Volvemos hacia casa después de un café y un momento dulce. Con su pelo rubio recogido en un moño y la barba del color de su piel tostada por el sol, canta al viento, sin miedo, con energía, guitarra en mano, funda en el suelo donde brillan monedas doradas que no le llegarán para comer, o quizá sí. Las miro, me cruzo con su mirada sin poder evitar una sonrisa. Se cruza con la mía sin parar de cantar y sonríe también él con su frescura veinteañera y sus ojos llenos de paisajes y puestas de sol. No llevo monedas, sé que lo sabe y sigo caminando. Dos pasos después me vuelvo de nuevo y me resuenan sus palabras en el corazón, lo miro a los ojos otra vez más y mientras sigo caminando lo veo sonreirme en la distancia, con una sonrisa sincera, cantando para mí, reconociendo quizá también en mis ojos, los paisajes y las puestas de sol acumuladas.

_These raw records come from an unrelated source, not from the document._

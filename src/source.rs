// Copyright (c) 2025-2026 Adrian Robinson. Licensed under the AGPL-3.0.
// See LICENSE file in the project root for full license text.

//! Where a copy of an instance came from.
//!
//! A [`Source`] is an origin, an optional name and a locally generated id.
//! Origin and name together form the *logical* source; the id separates
//! reconnects of the same logical source so that a late removal from an old
//! connection cannot clobber state written by the new one.
//!
//! ```
//! use service_registry::{Origin, Source, SourceMatcher};
//!
//! let first = Source::replicated("peer-1");
//! let again = first.reconnect();
//!
//! assert!(first.is_same_logical(&again));
//! assert_ne!(first, again);
//! assert!(SourceMatcher::origin(Origin::Replicated).matches(&again));
//! ```

use std::fmt;

use serde::{Deserialize, Serialize};
use uuid::Uuid;

/// Origin of a registration copy, in reconciliation priority order.
#[derive(Debug, Clone, Copy, PartialEq, Eq, Hash, PartialOrd, Ord, Serialize, Deserialize)]
#[serde(rename_all = "snake_case")]
pub enum Origin {
    /// Registered directly with this server
    Local,
    /// Replicated from a peer server
    Replicated,
    /// Learned through an interest subscription to another registry
    Interested,
}

impl Origin {
    pub fn as_str(&self) -> &'static str {
        match self {
            Self::Local => "local",
            Self::Replicated => "replicated",
            Self::Interested => "interested",
        }
    }
}

impl fmt::Display for Origin {
    fn fmt(&self, f: &mut fmt::Formatter<'_>) -> fmt::Result {
        f.write_str(self.as_str())
    }
}

/// Origin plus name: identity that survives reconnects.
#[derive(Debug, Clone, PartialEq, Eq, Hash, PartialOrd, Ord)]
pub struct SourceKey {
    pub origin: Origin,
    pub name: Option<String>,
}

impl fmt::Display for SourceKey {
    fn fmt(&self, f: &mut fmt::Formatter<'_>) -> fmt::Result {
        match &self.name {
            Some(name) => write!(f, "{}:{}", self.origin, name),
            None => write!(f, "{}", self.origin),
        }
    }
}

/// One concrete connection that delivers instance copies.
#[derive(Debug, Clone, PartialEq, Eq, Hash, Serialize, Deserialize)]
pub struct Source {
    pub origin: Origin,
    pub name: Option<String>,
    pub id: Uuid,
}

impl Source {
    pub fn new(origin: Origin, name: Option<String>) -> Self {
        Self { origin, name, id: Uuid::new_v4() }
    }

    pub fn local(name: impl Into<String>) -> Self {
        Self::new(Origin::Local, Some(name.into()))
    }

    pub fn replicated(peer: impl Into<String>) -> Self {
        Self::new(Origin::Replicated, Some(peer.into()))
    }

    pub fn interested(name: impl Into<String>) -> Self {
        Self::new(Origin::Interested, Some(name.into()))
    }

    /// Same logical source, new connection id.
    pub fn reconnect(&self) -> Self {
        Self::new(self.origin, self.name.clone())
    }

    pub fn is_local(&self) -> bool {
        self.origin == Origin::Local
    }

    /// Origin and name match; the connection id is ignored.
    pub fn is_same_logical(&self, other: &Source) -> bool {
        self.origin == other.origin && self.name == other.name
    }

    pub fn logical_key(&self) -> SourceKey {
        SourceKey { origin: self.origin, name: self.name.clone() }
    }
}

impl fmt::Display for Source {
    fn fmt(&self, f: &mut fmt::Formatter<'_>) -> fmt::Result {
        match &self.name {
            Some(name) => write!(f, "{}:{}#{}", self.origin, name, self.id),
            None => write!(f, "{}#{}", self.origin, self.id),
        }
    }
}

/// Restricts which sources' copies a subscriber or snapshot query sees.
#[derive(Debug, Clone, PartialEq, Eq, Default)]
pub enum SourceMatcher {
    #[default]
    Any,
    Origin(Origin),
    OriginAndName(Origin, String),
}

impl SourceMatcher {
    pub fn origin(origin: Origin) -> Self {
        Self::Origin(origin)
    }

    pub fn origin_and_name(origin: Origin, name: impl Into<String>) -> Self {
        Self::OriginAndName(origin, name.into())
    }

    pub fn matches(&self, source: &Source) -> bool {
        match self {
            Self::Any => true,
            Self::Origin(origin) => source.origin == *origin,
            Self::OriginAndName(origin, name) => {
                source.origin == *origin && source.name.as_deref() == Some(name.as_str())
            }
        }
    }
}

impl fmt::Display for SourceMatcher {
    fn fmt(&self, f: &mut fmt::Formatter<'_>) -> fmt::Result {
        match self {
            Self::Any => write!(f, "any"),
            Self::Origin(origin) => write!(f, "{}", origin),
            Self::OriginAndName(origin, name) => write!(f, "{}:{}", origin, name),
        }
    }
}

Y admiro su juventud y valentía. Y deseo encontrármelo un par de horas más tarde y escuchar su historia, compartir un momento y atesorarlo, guardarlo en el rincón de los momentos que te hacen amar la vida.
Y deseo, por primera vez desde la vuelta a casa, soltar el miedo, recomenzar ruta y seguir acumulando canciones, paisajes, gentes y puestas de sol.